UK: looking ahead

[Part 4: Action; Hanna J & Leach J-P]

 

 

Epilepsy mortality, including SUDEP, has long been ignored and under-recognised, leaving bereaved families unsupported, isolated and bewildered. However, in the last two decades the UK has begun to benefit from local, national and global initiatives addressing the issue.

 

Action to break the taboo of discussing epilepsy deaths was led in the UK by five women who founded SUDEP Action (the working name for Epilepsy Bereaved). Following the sudden deaths of partners and children, they established services for bereaved families and convened an international researchers’ workshop in London (Nashef, 1997). A government-funded national investigation into epilepsy-related deaths was also established.
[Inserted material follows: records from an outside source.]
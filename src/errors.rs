// Copyright (c) 2025 - MV Consulting
//! Error types for construct configuration and materialization

use thiserror::Error;

/// Errors that can occur while resolving, validating or materializing a
/// VS Code server construct
#[derive(Debug, Clone, PartialEq, Eq, Error)]
pub enum ConstructError {
    /// A value lies outside the set of values a field accepts
    #[error("Invalid value {value:?} for {field}: {reason}")]
    InvalidOption {
        field: String,
        value: String,
        reason: String,
    },

    /// Mutually exclusive fields were set together
    #[error("Conflicting options: {} cannot be set together", fields.join(", "))]
    ConflictingOption { fields: Vec<String> },

    /// A field was set without the field(s) it depends on
    #[error("{field} requires {}", requires.join(" or "))]
    MissingDependency {
        field: String,
        requires: Vec<String>,
    },

    /// An operation was invoked in the wrong lifecycle phase
    #[error("{operation} requires the construct to be {required}, but it is {actual}")]
    PreconditionViolation {
        operation: String,
        required: String,
        actual: String,
    },

    /// Serialization error
    #[error("Serialization error: {0}")]
    Serialization(String),

    /// Deserialization error
    #[error("Deserialization error: {0}")]
    Deserialization(String),

    /// Filesystem error while loading configuration
    #[error("I/O error: {0}")]
    Io(String),

    /// The construction engine failed or returned unusable outputs
    #[error("Construction engine error: {0}")]
    Engine(String),
}

impl ConstructError {
    /// Build an [`ConstructError::InvalidOption`] for a field
    pub fn invalid_option(
        field: impl Into<String>,
        value: impl Into<String>,
        reason: impl Into<String>,
    ) -> Self {
        ConstructError::InvalidOption {
            field: field.into(),
            value: value.into(),
            reason: reason.into(),
        }
    }

    /// Build a [`ConstructError::MissingDependency`]
    pub fn missing_dependency(field: impl Into<String>, requires: &[&str]) -> Self {
        ConstructError::MissingDependency {
            field: field.into(),
            requires: requires.iter().map(|r| r.to_string()).collect(),
        }
    }

    /// Names of the fields this error points at
    pub fn fields(&self) -> Vec<&str> {
        match self {
            ConstructError::InvalidOption { field, .. } => vec![field.as_str()],
            ConstructError::ConflictingOption { fields } => {
                fields.iter().map(String::as_str).collect()
            }
            ConstructError::MissingDependency { field, .. } => vec![field.as_str()],
            _ => Vec::new(),
        }
    }
}

/// Result type for construct operations
pub type ConstructResult<T> = Result<T, ConstructError>;

impl From<serde_json::Error> for ConstructError {
    fn from(err: serde_json::Error) -> Self {
        if err.is_data() || err.is_syntax() || err.is_eof() {
            ConstructError::Deserialization(err.to_string())
        } else {
            ConstructError::Serialization(err.to_string())
        }
    }
}

impl From<std::io::Error> for ConstructError {
    fn from(err: std::io::Error) -> Self {
        ConstructError::Io(err.to_string())
    }
}

#[cfg(test)]
mod tests {
    use super::*;

    #[test]
    fn test_error_messages_name_fields() {
        let err = ConstructError::ConflictingOption {
            fields: vec!["certificateArn".into(), "autoCreateCertificate".into()],
        };
        assert_eq!(
            err.to_string(),
            "Conflicting options: certificateArn, autoCreateCertificate cannot be set together"
        );
        assert_eq!(err.fields(), vec!["certificateArn", "autoCreateCertificate"]);

        let err = ConstructError::missing_dependency(
            "autoCreateCertificate",
            &["hostedZoneId", "domainName"],
        );
        assert_eq!(
            err.to_string(),
            "autoCreateCertificate requires hostedZoneId or domainName"
        );
    }

    #[test]
    fn test_json_errors_map_to_deserialization() {
        let err: ConstructError = serde_json::from_str::<u32>("\"nope\"")
            .unwrap_err()
            .into();
        assert!(matches!(err, ConstructError::Deserialization(_)));
    }
}
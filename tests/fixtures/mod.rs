// Copyright (c) 2025 - MV Consulting
//! Test Fixtures for cdk-vscode-server
//!
//! Deterministic property bags shared by the integration tests.
//!
//! # Design Principles
//! - All values are fixed constants so failures are reproducible
//! - Every fixture resolves successfully unless its name says otherwise

#![allow(dead_code)]

use std::collections::BTreeMap;

use cdk_vscode_server::domain::{Effect, InstanceClass, InstanceSize, PolicyStatement};
use cdk_vscode_server::{LinuxArchitectureType, LinuxFlavorType, VSCodeServerProps};

pub const STACK_NAME: &str = "workshop-stack";
pub const CONSTRUCT_ID: &str = "vscode";

pub const DOMAIN_NAME: &str = "ide.example.com";
pub const HOSTED_ZONE_ID: &str = "Z0123456789ABCDEFGHIJ";
pub const CERTIFICATE_ARN: &str =
    "arn:aws:acm:us-east-1:123456789012:certificate/0b5c1f2e-6f7a-4b8c-9d0e-1f2a3b4c5d6e";
pub const PASSWORD: &str = "correct-horse-battery-staple";

/// Statement granting read access to one bucket
pub fn bucket_read_policy() -> PolicyStatement {
    PolicyStatement::allow(
        ["s3:GetObject", "s3:ListBucket"],
        [
            "arn:aws:s3:::workshop-assets",
            "arn:aws:s3:::workshop-assets/*",
        ],
    )
    .with_sid("WorkshopAssets")
    .with_effect(Effect::Allow)
}

/// Every field set explicitly, auto-stop and an existing certificate
pub fn fully_populated_props() -> VSCodeServerProps {
    VSCodeServerProps {
        vscode_user: Some("builder".into()),
        vscode_password: Some(PASSWORD.into()),
        instance_name: Some("WorkshopIde".into()),
        instance_volume_size: Some(100),
        instance_class: Some(InstanceClass::new("m7i").expect("Invalid instance class")),
        instance_size: Some(InstanceSize::new("2xlarge").expect("Invalid instance size")),
        instance_operating_system: Some(LinuxFlavorType::AmazonLinux2023),
        instance_cpu_architecture: Some(LinuxArchitectureType::Amd64),
        home_folder: Some("/home/builder/workspace".into()),
        dev_server_base_path: Some("preview".into()),
        dev_server_port: Some(3000),
        additional_instance_role_policies: Some(vec![bucket_read_policy()]),
        additional_tags: Some(BTreeMap::from([
            ("team".to_string(), "platform".to_string()),
            ("app".to_string(), "workshop-ide".to_string()),
        ])),
        domain_name: Some(DOMAIN_NAME.into()),
        hosted_zone_id: Some(HOSTED_ZONE_ID.into()),
        certificate_arn: Some(CERTIFICATE_ARN.into()),
        auto_create_certificate: Some(false),
        enable_auto_stop: Some(true),
        idle_timeout_minutes: Some(45),
        idle_check_interval_minutes: Some(10),
    }
}

/// Custom domain with an auto-created certificate and zone lookup
pub fn auto_certificate_props() -> VSCodeServerProps {
    VSCodeServerProps::default().with_auto_certificate(DOMAIN_NAME, None)
}

/// Custom domain with an existing certificate
pub fn existing_certificate_props() -> VSCodeServerProps {
    VSCodeServerProps::default().with_existing_certificate(DOMAIN_NAME, CERTIFICATE_ARN)
}

/// Both certificate options set (does not resolve)
pub fn conflicting_certificate_props() -> VSCodeServerProps {
    VSCodeServerProps {
        domain_name: Some(DOMAIN_NAME.into()),
        certificate_arn: Some(CERTIFICATE_ARN.into()),
        auto_create_certificate: Some(true),
        ..Default::default()
    }
}
// Copyright (c) 2025 - MV Consulting
//! VS Code Server Synthesizer
//!
//! Reads a `VSCodeServerProps` JSON document, validates it, materializes it
//! with the in-process blueprint engine and prints the construct outputs
//! together with the rendered deployment blueprint.
//!
//! Run with: cargo run --bin vscode-server-synth
//!
//! Environment:
//! - `VSCODE_SERVER_PROPS` - path of the props JSON (empty props when unset)
//! - `VSCODE_SERVER_ID` - construct id (default `VSCodeServer`)
//! - `VSCODE_SERVER_STACK` - stack name (default `vscode-server`)

use anyhow::{Context, Result};
use cdk_vscode_server::config::SynthConfig;
use cdk_vscode_server::{BlueprintEngine, VSCodeServer};
use serde_json::json;
use tracing::info;

#[tokio::main]
async fn main() -> Result<()> {
    // Initialize tracing
    tracing_subscriber::fmt()
        .with_env_filter(
            tracing_subscriber::EnvFilter::from_default_env()
                .add_directive(tracing::Level::INFO.into()),
        )
        .with_writer(std::io::stderr)
        .init();

    let synth = SynthConfig::from_env();
    info!(
        stack = %synth.stack_name,
        id = %synth.construct_id,
        props = ?synth.props_path,
        "Synthesizing VSCodeServer"
    );

    let props = synth.load_props().context("Failed to load VSCodeServer props")?;
    let mut server = VSCodeServer::new(&synth.stack_name, &synth.construct_id, &props)
        .context("Invalid VSCodeServer props")?;

    let engine = BlueprintEngine::new();
    server
        .construct(&engine)
        .await
        .context("Failed to materialize VSCodeServer")?;

    let path = server.node().path();
    let blueprint = engine
        .blueprint(&path)?
        .with_context(|| format!("No blueprint rendered for {path}"))?;

    let document = json!({
        "construct": server.to_string(),
        "outputs": {
            "domainName": server.domain_name()?,
            "url": server.url()?,
            "statusApiUrl": server.status_api_url()?,
        },
        "blueprint": blueprint,
    });
    println!("{}", serde_json::to_string_pretty(&document)?);

    info!(construct = %path, "✅ Synthesis complete");
    Ok(())
}
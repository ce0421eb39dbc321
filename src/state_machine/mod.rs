// Copyright (c) 2025 - MV Consulting
//! Finite State Machine Abstractions
//!
//! Generic state machine types for modeling lifecycles. Transitions are
//! pure functions from `(State, Input)` to `(State, Output)`:
//!
//! ```text
//! (State, Input) → (State, Output)
//! ```
//!
//! # Example
//!
//! ```rust
//! use cdk_vscode_server::state_machine::{ConstructCommand, ConstructPhase, StateMachine};
//!
//! let phase = ConstructPhase::Unconstructed;
//! let (phase, _) = phase.transition(&ConstructCommand::Materialize).unwrap();
//! assert_eq!(phase, ConstructPhase::Constructed);
//! assert!(!phase.can_transition(&ConstructCommand::Materialize));
//! ```

pub mod construct_lifecycle;

pub use construct_lifecycle::{ConstructCommand, ConstructPhase};

/// Result of a state transition
pub type TransitionResult<S> = Result<S, TransitionError>;

/// Errors that can occur during state transitions
#[derive(Debug, Clone, PartialEq, Eq, thiserror::Error)]
pub enum TransitionError {
    /// Transition from current state with the given input is not allowed
    #[error("Invalid transition from {from} on {input}")]
    InvalidTransition { from: String, input: String },
}

/// Trait for finite state machines
///
/// Implement this trait to define a state machine with typed states,
/// inputs, and outputs.
pub trait StateMachine: Sized + Clone {
    /// Input type that triggers transitions
    type Input;

    /// Output type produced by transitions (use () if none)
    type Output;

    /// Attempt to transition to a new state given an input
    ///
    /// # Returns
    /// - Ok((new_state, output)) if transition is valid
    /// - Err(TransitionError) if transition is invalid
    fn transition(&self, input: &Self::Input) -> TransitionResult<(Self, Self::Output)>;

    /// Check if a transition is valid without performing it
    fn can_transition(&self, input: &Self::Input) -> bool {
        self.transition(input).is_ok()
    }
}

/// Transition metadata
///
/// Records information about a state transition for auditing.
#[derive(Debug, Clone)]
pub struct Transition<S, I> {
    /// State before transition
    pub from: S,

    /// State after transition
    pub to: S,

    /// Input that triggered transition
    pub input: I,

    /// Timestamp of transition
    pub timestamp: chrono::DateTime<chrono::Utc>,
}

impl<S, I> Transition<S, I> {
    pub fn new(from: S, to: S, input: I, timestamp: chrono::DateTime<chrono::Utc>) -> Self {
        Self {
            from,
            to,
            input,
            timestamp,
        }
    }
}

/// State machine with history
///
/// Wraps a state machine and tracks transition history.
#[derive(Debug, Clone)]
pub struct StateMachineWithHistory<FSM: StateMachine> {
    current: FSM,
    history: Vec<Transition<FSM, FSM::Input>>,
}

impl<FSM: StateMachine> StateMachineWithHistory<FSM> {
    pub fn new(initial: FSM) -> Self {
        Self {
            current: initial,
            history: Vec::new(),
        }
    }

    /// Transition with history recording
    ///
    /// The state is left untouched when the transition is rejected.
    pub fn transition_with_history(
        &mut self,
        input: FSM::Input,
        timestamp: chrono::DateTime<chrono::Utc>,
    ) -> TransitionResult<FSM::Output> {
        let from = self.current.clone();
        let (to, output) = self.current.transition(&input)?;

        self.history
            .push(Transition::new(from, to.clone(), input, timestamp));

        self.current = to;
        Ok(output)
    }

    pub fn history(&self) -> &[Transition<FSM, FSM::Input>] {
        &self.history
    }

    pub fn current_state(&self) -> &FSM {
        &self.current
    }
}
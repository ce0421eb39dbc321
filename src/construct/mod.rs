// Copyright (c) 2025 - MV Consulting
//! Construct Façade and Engines
//!
//! - [`VSCodeServer`] - read-only handle over one deployment
//! - [`ConstructionEngine`] - collaborator that materializes a resolved
//!   configuration
//! - [`BlueprintEngine`] - in-process engine rendering a
//!   [`DeploymentBlueprint`]

pub mod blueprint;
pub mod engine;
pub mod server;

pub use blueprint::{BlueprintEngine, DeploymentBlueprint};
pub use engine::{ConstructionEngine, ConstructionRequest, MaterializedOutputs};
pub use server::{ConstructNode, VSCodeServer};
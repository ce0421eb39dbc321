// Copyright (c) 2025 - MV Consulting
//! VS Code server construct
//!
//! Turns a declarative, partially specified property bag into a validated,
//! fully resolved server configuration and hands it to a construction
//! engine. The materialized deployment is read back through the
//! [`VSCodeServer`] façade.
//!
//! ```rust
//! use cdk_vscode_server::{VSCodeServerProps, LinuxFlavorType};
//!
//! let props = VSCodeServerProps {
//!     instance_operating_system: Some(LinuxFlavorType::Ubuntu24),
//!     ..Default::default()
//! };
//! let config = cdk_vscode_server::resolve(&props).unwrap();
//! assert_eq!(config.dev_server_port(), 8081);
//! ```

pub mod config;
pub mod construct;
pub mod domain;
pub mod errors;
pub mod registry;
pub mod state_machine;

// Re-export commonly used types
pub use config::{resolve, ResolvedServerConfig, VSCodeServerProps};
pub use construct::{BlueprintEngine, ConstructionEngine, VSCodeServer};
pub use domain::{LinuxArchitectureType, LinuxFlavorType};
pub use errors::{ConstructError, ConstructResult};
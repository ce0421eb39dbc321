// Copyright (c) 2025 - MV Consulting
//! AMI SSM parameter lookup per architecture and flavor
//!
//! Public SSM parameters always resolve to the latest image of a
//! distribution release:
//!
//! ```text
//! aws ssm get-parameters-by-path --path "/aws/service/canonical/ubuntu/" --recursive
//! aws ssm get-parameters-by-path --path "/aws/service/ami-amazon-linux-latest/" --recursive
//! ```

use super::{LinuxArchitectureType, LinuxFlavorType};

/// SSM parameter holding the current AMI id for an architecture/flavor pair
pub fn ami_ssm_parameter(arch: LinuxArchitectureType, flavor: LinuxFlavorType) -> String {
    match flavor {
        LinuxFlavorType::Ubuntu22 => format!(
            "/aws/service/canonical/ubuntu/server/jammy/stable/current/{}/hvm/ebs-gp2/ami-id",
            arch.ubuntu_path_segment()
        ),
        LinuxFlavorType::Ubuntu24 => format!(
            "/aws/service/canonical/ubuntu/server/noble/stable/current/{}/hvm/ebs-gp3/ami-id",
            arch.ubuntu_path_segment()
        ),
        LinuxFlavorType::AmazonLinux2023 => format!(
            "/aws/service/ami-amazon-linux-latest/al2023-ami-kernel-default-{}",
            arch.amazon_linux_suffix()
        ),
    }
}
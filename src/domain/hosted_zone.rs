// Copyright (c) 2025 - MV Consulting
//! Route53 Hosted Zone Identifier

use serde::{Deserialize, Serialize};
use std::fmt;

use crate::errors::ConstructError;

/// Route53 hosted zone id such as `Z0123456789ABCDEFGHIJ`
///
/// Only the bare id is accepted; the `/hostedzone/` path form returned by
/// some API calls must be stripped by the caller.
#[derive(Debug, Clone, PartialEq, Eq, Hash, Serialize, Deserialize)]
#[serde(try_from = "String", into = "String")]
pub struct HostedZoneId(String);

impl HostedZoneId {
    /// Field name used when reporting invalid values
    pub const FIELD: &'static str = "hostedZoneId";

    pub const MAX_LENGTH: usize = 32;

    pub fn new(id: impl Into<String>) -> Result<Self, ConstructError> {
        let id = id.into();

        if id.starts_with("/hostedzone/") {
            return Err(ConstructError::invalid_option(
                Self::FIELD,
                &id,
                "use the bare zone id without the /hostedzone/ prefix",
            ));
        }
        if id.is_empty() || id.len() > Self::MAX_LENGTH {
            return Err(ConstructError::invalid_option(
                Self::FIELD,
                &id,
                "must be between 1 and 32 characters",
            ));
        }
        if !id
            .chars()
            .all(|c| c.is_ascii_uppercase() || c.is_ascii_digit())
        {
            return Err(ConstructError::invalid_option(
                Self::FIELD,
                &id,
                "may only contain uppercase letters and digits",
            ));
        }

        Ok(Self(id))
    }

    pub fn as_str(&self) -> &str {
        &self.0
    }
}

impl TryFrom<String> for HostedZoneId {
    type Error = ConstructError;

    fn try_from(value: String) -> Result<Self, Self::Error> {
        Self::new(value)
    }
}

impl From<HostedZoneId> for String {
    fn from(value: HostedZoneId) -> Self {
        value.0
    }
}

impl fmt::Display for HostedZoneId {
    fn fmt(&self, f: &mut fmt::Formatter<'_>) -> fmt::Result {
        f.write_str(&self.0)
    }
}
// Copyright (c) 2025 - MV Consulting
//! Property-Based Tests Module
//!
//! - `option_parsing` - closed option sets accept exactly their literals
//! - `config_resolution` - defaults, cross-field rules, idempotence and
//!   serialization of resolved configurations

mod config_resolution;
mod option_parsing;
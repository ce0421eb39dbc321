// Copyright (c) 2025 - MV Consulting
//! EC2 Instance Type Value Objects
//!
//! An instance type is a class (family + generation + attributes, e.g. `m7g`)
//! joined with a size (e.g. `xlarge`). Both halves are validated on
//! construction; the combined [`InstanceType`] renders as `m7g.xlarge`.

use serde::{Deserialize, Serialize};
use std::fmt;

use super::LinuxArchitectureType;
use crate::errors::ConstructError;

/// Instance class such as `m7g`, `t3`, or `c6gn`
///
/// # Invariants
/// - 2 to 16 characters
/// - Starts with a lowercase letter
/// - Only lowercase letters, digits and hyphens
/// - Contains a generation digit
#[derive(Debug, Clone, PartialEq, Eq, Hash, Serialize, Deserialize)]
#[serde(try_from = "String", into = "String")]
pub struct InstanceClass(String);

impl InstanceClass {
    /// Field name used when reporting invalid values
    pub const FIELD: &'static str = "instanceClass";

    pub fn new(class: impl Into<String>) -> Result<Self, ConstructError> {
        let class = class.into();
        let invalid = |reason: &str| ConstructError::invalid_option(Self::FIELD, &class, reason);

        if class.len() < 2 || class.len() > 16 {
            return Err(invalid("must be between 2 and 16 characters"));
        }
        if !class.starts_with(|c: char| c.is_ascii_lowercase()) {
            return Err(invalid("must start with a lowercase letter"));
        }
        if !class
            .chars()
            .all(|c| c.is_ascii_lowercase() || c.is_ascii_digit() || c == '-')
        {
            return Err(invalid("may only contain lowercase letters, digits and hyphens"));
        }
        if !class.chars().any(|c| c.is_ascii_digit()) {
            return Err(invalid("must contain a generation number"));
        }

        Ok(Self(class))
    }

    pub fn as_str(&self) -> &str {
        &self.0
    }

    /// Architecture implied by the class attributes, if any
    ///
    /// Graviton classes carry a `g` in the attribute letters following the
    /// generation number (`m7g`, `c6gn`, `t4g`). A leading `g` is the GPU
    /// family and says nothing about the processor.
    pub fn implied_architecture(&self) -> Option<LinuxArchitectureType> {
        let attributes: String = self
            .0
            .chars()
            .skip_while(|c| !c.is_ascii_digit())
            .skip_while(|c| c.is_ascii_digit())
            .take_while(|c| *c != '-')
            .collect();

        if attributes.contains('g') {
            Some(LinuxArchitectureType::Arm)
        } else if attributes.contains('a') || attributes.contains('i') {
            Some(LinuxArchitectureType::Amd64)
        } else {
            None
        }
    }
}

impl Default for InstanceClass {
    fn default() -> Self {
        Self("m7g".to_string())
    }
}

impl TryFrom<String> for InstanceClass {
    type Error = ConstructError;

    fn try_from(value: String) -> Result<Self, Self::Error> {
        Self::new(value)
    }
}

impl From<InstanceClass> for String {
    fn from(value: InstanceClass) -> Self {
        value.0
    }
}

impl fmt::Display for InstanceClass {
    fn fmt(&self, f: &mut fmt::Formatter<'_>) -> fmt::Result {
        f.write_str(&self.0)
    }
}

/// Instance size such as `large`, `xlarge`, `4xlarge` or `metal`
#[derive(Debug, Clone, PartialEq, Eq, Hash, Serialize, Deserialize)]
#[serde(try_from = "String", into = "String")]
pub struct InstanceSize(String);

impl InstanceSize {
    /// Field name used when reporting invalid values
    pub const FIELD: &'static str = "instanceSize";

    const NAMED: [&'static str; 7] = ["nano", "micro", "small", "medium", "large", "xlarge", "metal"];

    pub fn new(size: impl Into<String>) -> Result<Self, ConstructError> {
        let size = size.into();

        if Self::NAMED.contains(&size.as_str())
            || Self::is_multiple(&size, "xlarge")
            || size
                .strip_prefix("metal-")
                .is_some_and(|rest| Self::is_multiple(rest, "xl"))
        {
            return Ok(Self(size));
        }

        Err(ConstructError::invalid_option(
            Self::FIELD,
            &size,
            "expected nano, micro, small, medium, large, xlarge, <N>xlarge, metal or metal-<N>xl",
        ))
    }

    /// `<N><suffix>` with N a number of at least 2 and no leading zero
    fn is_multiple(value: &str, suffix: &str) -> bool {
        value
            .strip_suffix(suffix)
            .filter(|n| !n.is_empty() && !n.starts_with('0'))
            .and_then(|n| n.parse::<u16>().ok())
            .is_some_and(|n| n >= 2)
    }

    pub fn as_str(&self) -> &str {
        &self.0
    }
}

impl Default for InstanceSize {
    fn default() -> Self {
        Self("xlarge".to_string())
    }
}

impl TryFrom<String> for InstanceSize {
    type Error = ConstructError;

    fn try_from(value: String) -> Result<Self, Self::Error> {
        Self::new(value)
    }
}

impl From<InstanceSize> for String {
    fn from(value: InstanceSize) -> Self {
        value.0
    }
}

impl fmt::Display for InstanceSize {
    fn fmt(&self, f: &mut fmt::Formatter<'_>) -> fmt::Result {
        f.write_str(&self.0)
    }
}

/// Full instance type, rendered as `<class>.<size>`
#[derive(Debug, Clone, PartialEq, Eq, Hash, Serialize, Deserialize, Default)]
pub struct InstanceType {
    pub class: InstanceClass,
    pub size: InstanceSize,
}

impl InstanceType {
    pub fn of(class: InstanceClass, size: InstanceSize) -> Self {
        Self { class, size }
    }
}

impl fmt::Display for InstanceType {
    fn fmt(&self, f: &mut fmt::Formatter<'_>) -> fmt::Result {
        write!(f, "{}.{}", self.class, self.size)
    }
}
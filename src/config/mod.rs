// Copyright (c) 2025 - MV Consulting
//! Server Configuration
//!
//! Two distinct shapes keep unresolved defaults from leaking into the
//! construct:
//!
//! - [`VSCodeServerProps`] - what the caller writes, every field optional
//! - [`ResolvedServerConfig`] - what the construct reads, every field set
//!
//! [`resolve`] is the only bridge between them.

pub mod defaults;
pub mod loader;
pub mod props;
pub mod resolved;
pub mod resolver;
pub mod validation;

pub use loader::{load_props_from_path, load_props_from_str, SynthConfig};
pub use props::VSCodeServerProps;
pub use resolved::{
    AutoStop, CertificateSource, CustomDomain, HostedZoneSource, PasswordSource,
    ResolvedServerConfig,
};
pub use resolver::resolve;
pub use validation::ValidationResult;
The view that seizures are benign still persists in some places, but in the UK policy-makers, clinicians specialising in neurology, pathologists, and coroners are now well informed about epilepsy-related mortality.

 

The UK-led activities began a global conversation on definition, risks, causes, information and advocacy (Nashef, 1997). Partnerships and collaborations were formed, which produced knowledge and change. A working relationship developed between Epilepsy Australia and SUDEP Action, and later with SUDEP Aware, to make knowledge of what was happening accessible to the world via the SUDEP: Global Conversation project (previous editions available as Past Conversations, 2005 & 2011). Over 20 years there has been a seismic change in thinking, not only in the UK, but world-wide. Marked by national and international honours awarded to one of the co-founders of SUDEP Action, nevertheless, the achievements resulted from the work of a large team of committed people across research and advocacy.

 

Avoidable mortality
 

In the UK, a precautionary approach to prevention of all epilepsy-related deaths has informed strategy since the late 1990’s. By 1998 the evidence became clear that the main risk factor for SUDEP was active convulsive seizures (Nilsson et al., 1999) making tackling convulsive episodes a prime aim of epilepsy management. Five medical colleges representing clinicians across the UK; the ILAE (British Branch) and the Joint Epilepsy Council partnered with SUDEP Action. The 2002 SUDEP Action-led-National Sentinel Audit concluded that in up to 39% of adult deaths and 59% of children's deaths there were unexplored therapeutic options to improve seizure control (Hanna et al., 2002). A Lancet editorial and news coverage in the London and New York Times described this as a ‘wake-up call’ and a ‘call to action’ (Pedley & Hauser, 2002).

 

There have been numerous reports; population-based research and reviews recommending interventions aimed at reducing risk since 2002 (CMACE, 2011; Ridsdale et al., 2011; RCPCH, 2013; Hanna et al 2014; Shankar et al., 2014; Smithson et al., 2014).

 

Clinical practices at an individual and clinic level have indeed responded and the impact of local champions should not be underestimated. In the South-West, a partnership of SUDEP Action with Kt’s Fund, local researchers, local clinicians, and a coroner, has helped drive and inform the introduction of tools which have been adopted locally by General Practice to outreach and engage with people at risk (Shankar, GC2014; Brown, GC2014). In South Wales, in addition to patient counselling, the medical team has introduced a process for clinical reviews of all deaths (Johnston & Smith, GC2014).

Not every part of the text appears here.